» Task statement
Could you copy each line of the listing that holds "later"?

========================

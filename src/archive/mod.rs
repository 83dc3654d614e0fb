//! Password checking against the target archive

#[cfg(feature = "subprocess")]
pub mod sevenzip;
pub mod zip;

#[cfg(test)]
pub(crate) mod fixture;

#[cfg(feature = "subprocess")]
pub use sevenzip::{SevenZipChecker, SevenZipSource};
pub use zip::EncryptedEntry;

use std::path::{Path, PathBuf};
use std::sync::{Arc, OnceLock};

use async_trait::async_trait;

use crate::error::{Result, SweepError};
use crate::types::{CheckMethod, CheckOutcome, SweepConfig};

/// Tries one password against an archive
#[async_trait]
pub trait PasswordChecker: Send + Sync {
    /// Attempt `candidate` and classify the result
    async fn check(&self, candidate: &[u8]) -> CheckOutcome;

    /// Get the method name
    fn method_name(&self) -> CheckMethod;
}

/// Opens one checker per worker. Checkers are never shared between workers.
pub trait CheckerSource: Send + Sync {
    fn open(&self) -> Result<Box<dyn PasswordChecker>>;
}

/// Builds [`ZipChecker`]s over one shared entry. The archive is read on the
/// first open; every later checker reuses that entry, or that error.
#[derive(Debug, Clone)]
pub struct ZipSource {
    archive: PathBuf,
    entry: OnceLock<Result<Arc<EncryptedEntry>>>,
}

impl ZipSource {
    pub fn new(archive: impl Into<PathBuf>) -> Self {
        Self {
            archive: archive.into(),
            entry: OnceLock::new(),
        }
    }

    pub fn open_checker(&self) -> Result<ZipChecker> {
        let entry = self
            .entry
            .get_or_init(|| {
                let entry = EncryptedEntry::open(&self.archive)?;
                tracing::debug!(
                    archive = %self.archive.display(),
                    entry = %entry.name,
                    method = entry.method,
                    size = entry.uncompressed_size,
                    "Located encrypted entry"
                );
                Ok(Arc::new(entry))
            })
            .clone()?;
        Ok(ZipChecker { entry })
    }
}

impl CheckerSource for ZipSource {
    fn open(&self) -> Result<Box<dyn PasswordChecker>> {
        Ok(Box::new(self.open_checker()?))
    }
}

/// In-process checker over one located entry
pub struct ZipChecker {
    entry: Arc<EncryptedEntry>,
}

impl ZipChecker {
    pub fn entry(&self) -> &Arc<EncryptedEntry> {
        &self.entry
    }
}

#[async_trait]
impl PasswordChecker for ZipChecker {
    async fn check(&self, candidate: &[u8]) -> CheckOutcome {
        // Key derivation is CPU bound; keep it off the async workers.
        let entry = Arc::clone(&self.entry);
        let candidate = candidate.to_vec();
        match tokio::task::spawn_blocking(move || entry.verify(&candidate)).await {
            Ok(outcome) => outcome,
            Err(e) => CheckOutcome::Fatal(SweepError::checker(
                CheckMethod::Zip,
                format!("verification task failed: {}", e),
                None,
            )),
        }
    }

    fn method_name(&self) -> CheckMethod {
        CheckMethod::Zip
    }
}

/// Pick the checker strategy configured for `archive`
pub fn checker_source(config: &SweepConfig, archive: &Path) -> Result<Arc<dyn CheckerSource>> {
    match config.method {
        CheckMethod::Zip => Ok(Arc::new(ZipSource::new(archive))),
        #[cfg(feature = "subprocess")]
        CheckMethod::SevenZip => Ok(Arc::new(SevenZipSource::new(
            config.seven_zip.clone(),
            archive,
        ))),
        #[cfg(not(feature = "subprocess"))]
        CheckMethod::SevenZip => Err(SweepError::config(
            "7z checking was disabled at compile time (feature \"subprocess\")",
        )),
    }
}
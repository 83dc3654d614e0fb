//! Concurrent sweep over the candidate stream
//!
//! A single producer walks the [`CandidateStream`](crate::search::CandidateStream)
//! and feeds a bounded queue; a [`WorkerPool`] drains it, each worker with its
//! own checker. The first success is latched by the [`ResultBroadcaster`],
//! which also stops every other participant.

mod broadcast;
mod driver;
mod ledger;
mod pool;

pub use broadcast::ResultBroadcaster;
pub use driver::{SweepReport, Sweeper};
pub use ledger::ProgressLedger;
pub use pool::{Job, SweepContext, WorkerPool};
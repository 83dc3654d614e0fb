//! Single-winner result latch and stop signal

use std::sync::atomic::{AtomicBool, Ordering};
use std::sync::Arc;

use parking_lot::Mutex;
use tokio::sync::watch;

/// Latches the first successful candidate and tells everyone to stop.
///
/// `publish` succeeds once; later reports are ignored. `cancel` stops the
/// sweep without a winner (fatal errors).
#[derive(Debug)]
pub struct ResultBroadcaster {
    winner: Mutex<Option<Vec<u8>>>,
    halted: Arc<AtomicBool>,
    stop: watch::Sender<bool>,
}

impl ResultBroadcaster {
    pub fn new() -> Self {
        let (stop, _) = watch::channel(false);
        Self {
            winner: Mutex::new(None),
            halted: Arc::new(AtomicBool::new(false)),
            stop,
        }
    }

    /// Report a successful candidate. Returns true only for the first report.
    pub fn publish(&self, candidate: &[u8]) -> bool {
        {
            let mut winner = self.winner.lock();
            if winner.is_some() {
                return false;
            }
            *winner = Some(candidate.to_vec());
        }
        self.halt();
        true
    }

    /// Stop without a winner
    pub fn cancel(&self) {
        self.halt();
    }

    fn halt(&self) {
        self.halted.store(true, Ordering::SeqCst);
        self.stop.send_replace(true);
    }

    pub fn is_stopped(&self) -> bool {
        self.halted.load(Ordering::SeqCst)
    }

    /// Flag for synchronous loops that cannot await the stop signal
    pub fn halt_flag(&self) -> Arc<AtomicBool> {
        Arc::clone(&self.halted)
    }

    pub fn winner(&self) -> Option<Vec<u8>> {
        self.winner.lock().clone()
    }

    /// Resolves once the sweep has been stopped
    pub async fn stopped(&self) {
        let mut rx = self.stop.subscribe();
        loop {
            let stopped = *rx.borrow_and_update();
            if stopped || rx.changed().await.is_err() {
                return;
            }
        }
    }
}

impl Default for ResultBroadcaster {
    fn default() -> Self {
        Self::new()
    }
}
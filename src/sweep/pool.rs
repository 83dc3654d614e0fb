//! Long-lived checking workers fed from a bounded queue

use std::sync::Arc;
use std::time::Duration;

use futures::stream::{FuturesUnordered, StreamExt};
use tokio::sync::{mpsc, Mutex};

use super::{ProgressLedger, ResultBroadcaster};
use crate::archive::{CheckerSource, PasswordChecker};
use crate::error::{Result, SweepError};
use crate::search::display_candidate;
use crate::types::{CheckOutcome, SweepConfig, SweepStats};

/// One queued candidate
#[derive(Debug, Clone)]
pub struct Job {
    /// Emission order, used for checkpoint bookkeeping
    pub seq: u64,
    pub candidate: Vec<u8>,
}

/// State shared by the producer and every worker of one sweep
#[derive(Debug, Clone, Default)]
pub struct SweepContext {
    pub broadcaster: Arc<ResultBroadcaster>,
    pub ledger: Arc<ProgressLedger>,
    pub stats: Arc<SweepStats>,
}

impl SweepContext {
    pub fn new() -> Self {
        Self::default()
    }

    /// Register and count a candidate before it is queued
    pub fn issue(&self, candidate: Vec<u8>) -> Job {
        let seq = self.ledger.issue(&candidate);
        self.stats.record_emitted();
        Job { seq, candidate }
    }
}

/// Fixed-size pool of workers, each owning its own checker.
///
/// Workers pull from a shared queue until it closes or the broadcaster stops
/// the sweep. A resource-exhausted check is retried on the same candidate
/// after a backoff; a fatal check cancels every worker.
#[derive(Debug, Clone)]
pub struct WorkerPool {
    workers: usize,
    backoff: Duration,
    max_retries: Option<u32>,
}

impl WorkerPool {
    pub fn new(workers: usize) -> Self {
        Self {
            workers: workers.max(1),
            backoff: Duration::from_millis(100),
            max_retries: None,
        }
    }

    pub fn from_config(config: &SweepConfig) -> Self {
        Self::new(config.workers)
            .with_backoff(config.backoff)
            .with_max_retries(config.max_retries)
    }

    pub fn with_backoff(mut self, backoff: Duration) -> Self {
        self.backoff = backoff;
        self
    }

    /// Give up on a candidate after this many exhausted attempts; `None`
    /// retries forever
    pub fn with_max_retries(mut self, max_retries: Option<u32>) -> Self {
        self.max_retries = max_retries;
        self
    }

    pub fn workers(&self) -> usize {
        self.workers
    }

    /// Run every worker to completion over `queue`.
    ///
    /// Returns the first worker error unless a password was found anyway.
    pub async fn run(
        &self,
        source: Arc<dyn CheckerSource>,
        queue: mpsc::Receiver<Job>,
        ctx: SweepContext,
    ) -> Result<()> {
        // Opening may read the archive from disk.
        let workers = self.workers;
        let checkers = tokio::task::spawn_blocking(move || {
            (0..workers)
                .map(|_| source.open())
                .collect::<Result<Vec<_>>>()
        })
        .await??;

        let queue = Arc::new(Mutex::new(queue));
        let mut tasks = FuturesUnordered::new();
        for (id, checker) in checkers.into_iter().enumerate() {
            let worker = Worker {
                id,
                checker,
                queue: Arc::clone(&queue),
                ctx: ctx.clone(),
                backoff: self.backoff,
                max_retries: self.max_retries,
            };
            tasks.push(tokio::spawn(worker.run()));
        }
        // Workers hold the only receivers now: the producer sees a closed
        // channel as soon as the last one exits.
        drop(queue);

        tracing::debug!(workers = self.workers, "Worker pool started");

        let mut first_error = None;
        while let Some(joined) = tasks.next().await {
            if let Err(e) = joined.map_err(SweepError::from).and_then(|r| r) {
                ctx.broadcaster.cancel();
                tracing::error!(error = %e, "Worker failed");
                first_error.get_or_insert(e);
            }
        }

        match first_error {
            Some(e) if ctx.broadcaster.winner().is_none() => Err(e),
            _ => Ok(()),
        }
    }

    /// Check an explicit list of candidates in order and return the first
    /// one that opens the archive
    pub async fn search<I>(
        &self,
        source: Arc<dyn CheckerSource>,
        candidates: I,
    ) -> Result<Option<Vec<u8>>>
    where
        I: IntoIterator<Item = Vec<u8>>,
    {
        let ctx = SweepContext::new();
        let (tx, rx) = mpsc::channel(self.workers);

        let producer = {
            let ctx = ctx.clone();
            async move {
                for candidate in candidates {
                    if ctx.broadcaster.is_stopped() {
                        break;
                    }
                    if tx.send(ctx.issue(candidate)).await.is_err() {
                        break;
                    }
                }
            }
        };

        let (_, result) = tokio::join!(producer, self.run(source, rx, ctx.clone()));
        result?;
        Ok(ctx.broadcaster.winner())
    }
}

struct Worker {
    id: usize,
    checker: Box<dyn PasswordChecker>,
    queue: Arc<Mutex<mpsc::Receiver<Job>>>,
    ctx: SweepContext,
    backoff: Duration,
    max_retries: Option<u32>,
}

impl Worker {
    async fn run(self) -> Result<()> {
        loop {
            let job = tokio::select! {
                biased;
                _ = self.ctx.broadcaster.stopped() => return Ok(()),
                job = async { self.queue.lock().await.recv().await } => job,
            };
            let Some(job) = job else {
                return Ok(());
            };
            if !self.process(&job).await? {
                return Ok(());
            }
        }
    }

    /// Check one candidate, retrying while resources are exhausted.
    /// Returns false when the worker should stop.
    async fn process(&self, job: &Job) -> Result<bool> {
        let mut attempts = 0u32;
        loop {
            let outcome = tokio::select! {
                biased;
                _ = self.ctx.broadcaster.stopped() => return Ok(false),
                outcome = self.checker.check(&job.candidate) => outcome,
            };

            match outcome {
                CheckOutcome::Success => {
                    self.finish(job);
                    if self.ctx.broadcaster.publish(&job.candidate) {
                        tracing::info!(
                            worker = self.id,
                            password = %display_candidate(&job.candidate),
                            "Password found"
                        );
                    }
                    return Ok(false);
                }
                CheckOutcome::WrongPassword(kind) => {
                    self.finish(job);
                    tracing::trace!(
                        worker = self.id,
                        candidate = %display_candidate(&job.candidate),
                        kind = ?kind,
                        "Wrong password"
                    );
                    return Ok(true);
                }
                CheckOutcome::ResourceExhausted => {
                    attempts += 1;
                    self.ctx.stats.record_retry();
                    if self.max_retries.map_or(false, |max| attempts > max) {
                        self.ctx.broadcaster.cancel();
                        return Err(SweepError::retries_exhausted(
                            display_candidate(&job.candidate),
                            attempts,
                        ));
                    }
                    tracing::warn!(
                        worker = self.id,
                        candidate = %display_candidate(&job.candidate),
                        attempt = attempts,
                        backoff_ms = self.backoff.as_millis() as u64,
                        "Resources exhausted, backing off"
                    );
                    tokio::select! {
                        biased;
                        _ = self.ctx.broadcaster.stopped() => return Ok(false),
                        _ = tokio::time::sleep(self.backoff) => {}
                    }
                }
                CheckOutcome::Fatal(e) => {
                    self.ctx.broadcaster.cancel();
                    return Err(e);
                }
            }
        }
    }

    fn finish(&self, job: &Job) {
        self.ctx.stats.record_checked();
        self.ctx.ledger.finish(job.seq);
    }
}
//! Tracks which emitted candidates are still unchecked, for safe checkpoints

use std::collections::BTreeMap;

use parking_lot::Mutex;

#[derive(Debug, Default)]
struct LedgerInner {
    next_seq: u64,
    pending: BTreeMap<u64, Vec<u8>>,
    last_issued: Option<Vec<u8>>,
}

/// Low watermark over the emission order.
///
/// Every candidate strictly before the watermark has been checked, so a sweep
/// resumed from it never skips an untested password.
#[derive(Debug, Default)]
pub struct ProgressLedger {
    inner: Mutex<LedgerInner>,
}

impl ProgressLedger {
    pub fn new() -> Self {
        Self::default()
    }

    /// Register a candidate about to be queued, returning its sequence number
    pub fn issue(&self, candidate: &[u8]) -> u64 {
        let mut inner = self.inner.lock();
        let seq = inner.next_seq;
        inner.next_seq += 1;
        inner.pending.insert(seq, candidate.to_vec());
        inner.last_issued = Some(candidate.to_vec());
        seq
    }

    /// Mark a candidate as checked
    pub fn finish(&self, seq: u64) {
        self.inner.lock().pending.remove(&seq);
    }

    /// Earliest candidate not yet known to be checked.
    ///
    /// Falls back to the most recently issued candidate when nothing is in
    /// flight; re-testing it on resume is harmless.
    pub fn low_watermark(&self) -> Option<Vec<u8>> {
        let inner = self.inner.lock();
        inner
            .pending
            .values()
            .next()
            .cloned()
            .or_else(|| inner.last_issued.clone())
    }

    pub fn in_flight(&self) -> usize {
        self.inner.lock().pending.len()
    }
}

========================

» Response box
/// first open; every later checker reuses that entry, or that error.
/// `publish` succeeds once; later reports are ignored. `cancel` stops the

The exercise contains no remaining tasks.